Example 3 FIG. 4 shows another type of the particle charging / collecting section A for photoelectrons in the ceiling in Example 1. Reference numeral 4 is an illumination lamp, 5 is a net-like photoelectron emitting material, 6 is an electrode, 1
1 is a ceiling wall surface.

Example 4 Air cleaning in the clean room shown in FIG. 1 was carried out for the presence or absence of charge / collection of fine particles by photoelectrons, and the fine particle concentration in the air was measured using a fine particle measuring device (particle counter). Clean room size: 50m ³ , wind speed: 0.3m /
s, Dust filter type: HEPA filter, Lamp: Fluorescent lamp 110W

Photoemissive material; Z on the upper half surface of the fluorescent lamp
n-Pb-Sn is coated in a thin film (thickness: 50Å) Electrode material: Flat Cu-Zn plate Charge / fine particle collecting material; also used as electrode material Electric field voltage; 50 V / cm Fine particle measuring instrument; Light scattering type (0.1 μm or more)

Results The clean room was operated for 16 hours or more, and after the steady state was reached, the measurement was performed. The results are shown in Table 1.

[Table 1]

[0026]

According to the present invention, the following effects can be obtained. (1) In a clean room, by charging and collecting fine particles by photoelectrons in the ceiling part, (a) fine particles in the stagnation part in the ceiling part were effectively collected and removed. (B) Since the dust removal by photoelectrons is added to the dust removal by the normal filter system, an ultra-clean clean room was created. (C) Since ultra-clean air can be obtained at the ceiling, a separate cleaning device is not needed in the clean room. This made the work space wider. (D) Since the dust removal is all performed on the ceiling, the work space becomes wider.

(2) In the above (1), by installing the photoelectron emitting material in the ceiling of the clean room or in the vicinity of the lamp mounting portion for illumination, energy in the ceiling direction of the illumination lamp can be effectively used. (3) In the above (1), the illumination lamp is coated with the photoelectron emitting material, so that (a) the illumination lamp becomes a lamp having two functions of dust emission photoelectron emission and illumination. (B) Energy from the lighting lamp was effectively used.
That is, although the wavelength of the light for illumination is different from the wavelength for the photoelectron emission, both wavelengths of light can be effectively used. (4) In the above (1), by making the shape of the coating base material of the photoelectron emitting material uneven, the ultraviolet irradiation area is increased, so that the amount of emitted photoelectrons is increased and the charging / collecting efficiency of fine particles is effective.
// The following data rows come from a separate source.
//! DNSCrypt v2 sealing and opening.
//!
//! A query on the wire is `client-magic || client-pk || client-nonce ||
//! box(query || padding)`, a response `resolver-magic || client-nonce ||
//! server-nonce || box(response)`. The box is the NaCl construction over
//! X25519, with XSalsa20-Poly1305 (es-version 1) or XChaCha20-Poly1305
//! (es-version 2) as negotiated through the server certificate.
//!
//! Both directions are implemented: the proxy only ever seals queries and
//! opens responses, while the server-side pair backs the mock resolvers
//! used by the integration tests.

use crate::{ProtoError, MAX_DNS_PACKET_SIZE};
use crypto_box::aead::{Aead, OsRng};
use crypto_box::{ChaChaBox, Nonce, PublicKey, SalsaBox, SecretKey};
use rand::RngCore;

pub const CLIENT_MAGIC_SIZE: usize = 8;
pub const PUBLIC_KEY_SIZE: usize = 32;
pub const HALF_NONCE_SIZE: usize = 12;
pub const NONCE_SIZE: usize = 24;
pub const TAG_SIZE: usize = 16;

/// `client-magic || client-pk || client-nonce || tag`
pub const QUERY_OVERHEAD: usize = CLIENT_MAGIC_SIZE + PUBLIC_KEY_SIZE + HALF_NONCE_SIZE + TAG_SIZE;
/// `resolver-magic || nonce || tag`
pub const RESPONSE_OVERHEAD: usize = RESOLVER_MAGIC.len() + NONCE_SIZE + TAG_SIZE;

pub const RESOLVER_MAGIC: [u8; 8] = *b"r6fnvWj8";

const PAD_BLOCK_SIZE: usize = 64;

#[derive(Debug, Clone, Copy, PartialEq, Eq)]
pub enum Cipher {
    XSalsa20Poly1305,
    XChaCha20Poly1305,
}

/// Precomputed client/resolver box for one certificate.
pub enum SharedKey {
    Salsa(SalsaBox),
    ChaCha(ChaChaBox),
}

impl SharedKey {
    pub fn new(cipher: Cipher, own_secret: &SecretKey, peer_pk: &PublicKey) -> Self {
        match cipher {
            Cipher::XSalsa20Poly1305 => SharedKey::Salsa(SalsaBox::new(peer_pk, own_secret)),
            Cipher::XChaCha20Poly1305 => SharedKey::ChaCha(ChaChaBox::new(peer_pk, own_secret)),
        }
    }

    fn seal(&self, nonce: &Nonce, plaintext: &[u8]) -> Result<Vec<u8>, ProtoError> {
        match self {
            SharedKey::Salsa(key) => key.encrypt(nonce, plaintext),
            SharedKey::ChaCha(key) => key.encrypt(nonce, plaintext),
        }
        .map_err(|_| ProtoError::Decrypt)
    }

    fn open(&self, nonce: &Nonce, ciphertext: &[u8]) -> Result<Vec<u8>, ProtoError> {
        match self {
            SharedKey::Salsa(key) => key.decrypt(nonce, ciphertext),
            SharedKey::ChaCha(key) => key.decrypt(nonce, ciphertext),
        }
        .map_err(|_| ProtoError::Decrypt)
    }
}

/// Fresh X25519 keypair drawn from the OS entropy source.
pub fn generate_keypair() -> (SecretKey, PublicKey) {
    let secret = SecretKey::generate(&mut OsRng);
    let public = secret.public_key();
    (secret, public)
}

fn pad(mut packet: Vec<u8>, target: usize) -> Vec<u8> {
    packet.push(0x80);
    packet.resize(target.max(packet.len()), 0);
    packet
}

fn unpad(mut packet: Vec<u8>) -> Result<Vec<u8>, ProtoError> {
    loop {
        match packet.pop() {
            Some(0x00) => {}
            Some(0x80) => return Ok(packet),
            _ => return Err(ProtoError::Parse("invalid query padding")),
        }
    }
}

/// Seals `query` for a DNSCrypt server, returning the wire-format packet
/// and the client half-nonce needed to open the response.
///
/// `min_question_size` is the padding floor: the padded message grows to
/// the next 64-byte multiple of `max(min_question_size, overhead + len)`.
/// A fresh random half-nonce is drawn for every call, which is what keeps
/// nonces unique under a given key pair.
pub fn encrypt_query(
    shared_key: &SharedKey,
    client_pk: &PublicKey,
    client_magic: &[u8; CLIENT_MAGIC_SIZE],
    query: &[u8],
    min_question_size: usize,
) -> Result<(Vec<u8>, [u8; HALF_NONCE_SIZE]), ProtoError> {
    let unpadded_size = QUERY_OVERHEAD + query.len();
    let target = unpadded_size.max(min_question_size);
    let padded_size = MAX_DNS_PACKET_SIZE.min((target + PAD_BLOCK_SIZE - 1) & !(PAD_BLOCK_SIZE - 1));
    if unpadded_size + 1 > padded_size {
        return Err(ProtoError::Oversize(query.len()));
    }

    let mut client_nonce = [0u8; HALF_NONCE_SIZE];
    rand::rngs::OsRng.fill_bytes(&mut client_nonce);
    let mut nonce = [0u8; NONCE_SIZE];
    nonce[..HALF_NONCE_SIZE].copy_from_slice(&client_nonce);

    let padded = pad(query.to_vec(), padded_size - QUERY_OVERHEAD);
    let sealed = shared_key.seal(&Nonce::from(nonce), &padded)?;

    let mut wire = Vec::with_capacity(QUERY_OVERHEAD - TAG_SIZE + sealed.len());
    wire.extend_from_slice(client_magic);
    wire.extend_from_slice(client_pk.as_bytes());
    wire.extend_from_slice(&client_nonce);
    wire.extend_from_slice(&sealed);
    Ok((wire, client_nonce))
}

/// Opens a DNSCrypt response, verifying the resolver magic, the echoed
/// client nonce and the AEAD tag.
pub fn decrypt_response(
    shared_key: &SharedKey,
    client_nonce: &[u8; HALF_NONCE_SIZE],
    encrypted: &[u8],
) -> Result<Vec<u8>, ProtoError> {
    if encrypted.len() <= RESPONSE_OVERHEAD {
        return Err(ProtoError::Undersize(encrypted.len()));
    }
    if encrypted[..RESOLVER_MAGIC.len()] != RESOLVER_MAGIC {
        return Err(ProtoError::Decrypt);
    }
    let nonce_on_wire = &encrypted[RESOLVER_MAGIC.len()..RESOLVER_MAGIC.len() + NONCE_SIZE];
    if &nonce_on_wire[..HALF_NONCE_SIZE] != client_nonce {
        return Err(ProtoError::Decrypt);
    }
    let mut nonce = [0u8; NONCE_SIZE];
    nonce.copy_from_slice(nonce_on_wire);
    let sealed = &encrypted[RESOLVER_MAGIC.len() + NONCE_SIZE..];
    shared_key.open(&Nonce::from(nonce), sealed)
}

/// Server side: opens a sealed query, returning the client public key,
/// the client half-nonce and the unpadded cleartext.
pub fn open_query(
    shared_key: &SharedKey,
    encrypted: &[u8],
) -> Result<(PublicKey, [u8; HALF_NONCE_SIZE], Vec<u8>), ProtoError> {
    if encrypted.len() <= QUERY_OVERHEAD {
        return Err(ProtoError::Undersize(encrypted.len()));
    }
    let mut pk = [0u8; PUBLIC_KEY_SIZE];
    pk.copy_from_slice(&encrypted[CLIENT_MAGIC_SIZE..CLIENT_MAGIC_SIZE + PUBLIC_KEY_SIZE]);
    let mut client_nonce = [0u8; HALF_NONCE_SIZE];
    client_nonce.copy_from_slice(
        &encrypted[CLIENT_MAGIC_SIZE + PUBLIC_KEY_SIZE..CLIENT_MAGIC_SIZE + PUBLIC_KEY_SIZE + HALF_NONCE_SIZE],
    );
    let mut nonce = [0u8; NONCE_SIZE];
    nonce[..HALF_NONCE_SIZE].copy_from_slice(&client_nonce);
    let padded = shared_key.open(&Nonce::from(nonce), &encrypted[QUERY_OVERHEAD - TAG_SIZE..])?;
    Ok((PublicKey::from(pk), client_nonce, unpad(padded)?))
}

/// Server side: seals a response, echoing the client half-nonce and
/// appending a fresh server half-nonce.
pub fn seal_response(
    shared_key: &SharedKey,
    client_nonce: &[u8; HALF_NONCE_SIZE],
    response: &[u8],
) -> Result<Vec<u8>, ProtoError> {
    let mut nonce = [0u8; NONCE_SIZE];
    nonce[..HALF_NONCE_SIZE].copy_from_slice(client_nonce);
    rand::rngs::OsRng.fill_bytes(&mut nonce[HALF_NONCE_SIZE..]);
    let sealed = shared_key.seal(&Nonce::from(nonce), response)?;
    let mut wire = Vec::with_capacity(RESPONSE_OVERHEAD - TAG_SIZE + sealed.len());
    wire.extend_from_slice(&RESOLVER_MAGIC);
    wire.extend_from_slice(&nonce);
    wire.extend_from_slice(&sealed);
    Ok(wire)
}

#[cfg(test)]
mod tests {
    use super::*;

    fn keypairs() -> (SecretKey, PublicKey, SecretKey, PublicKey) {
        let (client_sk, client_pk) = generate_keypair();
        let (server_sk, server_pk) = generate_keypair();
        (client_sk, client_pk, server_sk, server_pk)
    }

    #[test]
    fn query_roundtrip_both_ciphers() {
        for cipher in [Cipher::XSalsa20Poly1305, Cipher::XChaCha20Poly1305] {
            let (client_sk, client_pk, server_sk, server_pk) = keypairs();
            let client_key = SharedKey::new(cipher, &client_sk, &server_pk);
            let server_key = SharedKey::new(cipher, &server_sk, &client_pk);

            let query = crate::build_query("example.com", crate::QTYPE_A, 0xbeef).unwrap();
            let (wire, client_nonce) = encrypt_query(&client_key, &client_pk, b"magic!!\0", &query, 0).unwrap();

            let (seen_pk, seen_nonce, opened) = open_query(&server_key, &wire).unwrap();
            assert_eq!(seen_pk.as_bytes(), client_pk.as_bytes());
            assert_eq!(seen_nonce, client_nonce);
            assert_eq!(opened, query);
        }
    }

    #[test]
    fn response_roundtrip() {
        let (client_sk, client_pk, server_sk, server_pk) = keypairs();
        let client_key = SharedKey::new(Cipher::XSalsa20Poly1305, &client_sk, &server_pk);
        let server_key = SharedKey::new(Cipher::XSalsa20Poly1305, &server_sk, &client_pk);

        let client_nonce = [7u8; HALF_NONCE_SIZE];
        let wire = seal_response(&server_key, &client_nonce, b"the response").unwrap();
        let opened = decrypt_response(&client_key, &client_nonce, &wire).unwrap();
        assert_eq!(opened, b"the response");
    }

    #[test]
    fn padding_reaches_the_floor() {
        let (client_sk, client_pk, _, server_pk) = keypairs();
        let key = SharedKey::new(Cipher::XSalsa20Poly1305, &client_sk, &server_pk);
        let query = crate::build_query("example.com", crate::QTYPE_A, 1).unwrap();
        let (wire, _) = encrypt_query(&key, &client_pk, b"magic!!\0", &query, 512).unwrap();
        assert_eq!(wire.len(), 512);
    }

    #[test]
    fn padded_size_is_a_block_multiple() {
        let (client_sk, client_pk, _, server_pk) = keypairs();
        let key = SharedKey::new(Cipher::XSalsa20Poly1305, &client_sk, &server_pk);
        let query = crate::build_query("a-much-longer-name.example.com", crate::QTYPE_AAAA, 1).unwrap();
        let (wire, _) = encrypt_query(&key, &client_pk, b"magic!!\0", &query, 0).unwrap();
        assert_eq!(wire.len() % PAD_BLOCK_SIZE, 0);
    }

    #[test]
    fn oversize_query_is_rejected() {
        let (client_sk, client_pk, _, server_pk) = keypairs();
        let key = SharedKey::new(Cipher::XSalsa20Poly1305, &client_sk, &server_pk);
        let huge = vec![0u8; MAX_DNS_PACKET_SIZE];
        assert!(matches!(
            encrypt_query(&key, &client_pk, b"magic!!\0", &huge, 0),
            Err(ProtoError::Oversize(_))
        ));
    }

    #[test]
    fn client_nonces_do_not_repeat() {
        let (client_sk, client_pk, _, server_pk) = keypairs();
        let key = SharedKey::new(Cipher::XSalsa20Poly1305, &client_sk, &server_pk);
        let query = crate::build_query("example.com", crate::QTYPE_A, 1).unwrap();
        let mut seen = std::collections::HashSet::new();
        for _ in 0..64 {
            let (_, nonce) = encrypt_query(&key, &client_pk, b"magic!!\0", &query, 0).unwrap();
            assert!(seen.insert(nonce));
        }
    }

    #[test]
    fn tampered_response_is_rejected() {
        let (client_sk, client_pk, server_sk, server_pk) = keypairs();
        let client_key = SharedKey::new(Cipher::XChaCha20Poly1305, &client_sk, &server_pk);
        let server_key = SharedKey::new(Cipher::XChaCha20Poly1305, &server_sk, &client_pk);

        let client_nonce = [3u8; HALF_NONCE_SIZE];
        let mut wire = seal_response(&server_key, &client_nonce, b"the response").unwrap();
        *wire.last_mut().unwrap() ^= 0x01;
        assert_eq!(decrypt_response(&client_key, &client_nonce, &wire), Err(ProtoError::Decrypt));

        // Wrong resolver magic
        let mut wire = seal_response(&server_key, &client_nonce, b"the response").unwrap();
        wire[0] ^= 0x01;
        assert_eq!(decrypt_response(&client_key, &client_nonce, &wire), Err(ProtoError::Decrypt));

        // Nonce echo mismatch
        let wire = seal_response(&server_key, &[9u8; HALF_NONCE_SIZE], b"the response").unwrap();
        assert_eq!(decrypt_response(&client_key, &client_nonce, &wire), Err(ProtoError::Decrypt));
    }

    #[test]
    fn unpad_rejects_missing_marker() {
        assert!(unpad(vec![1, 2, 3, 0, 0]).is_err());
        assert!(unpad(vec![]).is_err());
    }
}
Became.

[Brief description of drawings]

FIG. 1 is a schematic configuration diagram showing an example of a clean room of the present invention.

FIG. 2 is an enlarged view of an uneven base material portion.

FIG. 3 is a partially enlarged view showing an example of a charging / collecting unit for fine particles.

FIG. 4 is a partially enlarged view showing another example of the charge collecting unit of fine particles.

[Explanation of symbols]

1: Clean room, 2: Air, 3: HEPA filter, 4: Lighting lamp, 5: Photoelectron emitting material, 6: Electrode,
7: Air conditioner, 8: Outside air, 9: Dust filter, 10:
Grating floor, 11: Ceiling wall surface, 12: Air flow, 13: Lamp center part, 14: Photoelectron emitting material, 15:
Electrode, A: Charging / collecting unit (dust removing unit)

Claims (3)

[Claims] 1. A lighting lamp provided on a ceiling of a room, a photoelectron emitting material which is installed in the vicinity of the lamp and which emits photoelectrons by irradiation of ultraviolet rays of the lamp, and a charged fine particle collecting material. A clean room characterized by that. 2. The clean room according to claim 1, wherein at least a part of the lighting lamp is covered with the photoelectron emitting material. 3. The clean room according to claim 1, wherein the photoelectron emitting material is coated on a coating base material having an uneven shape.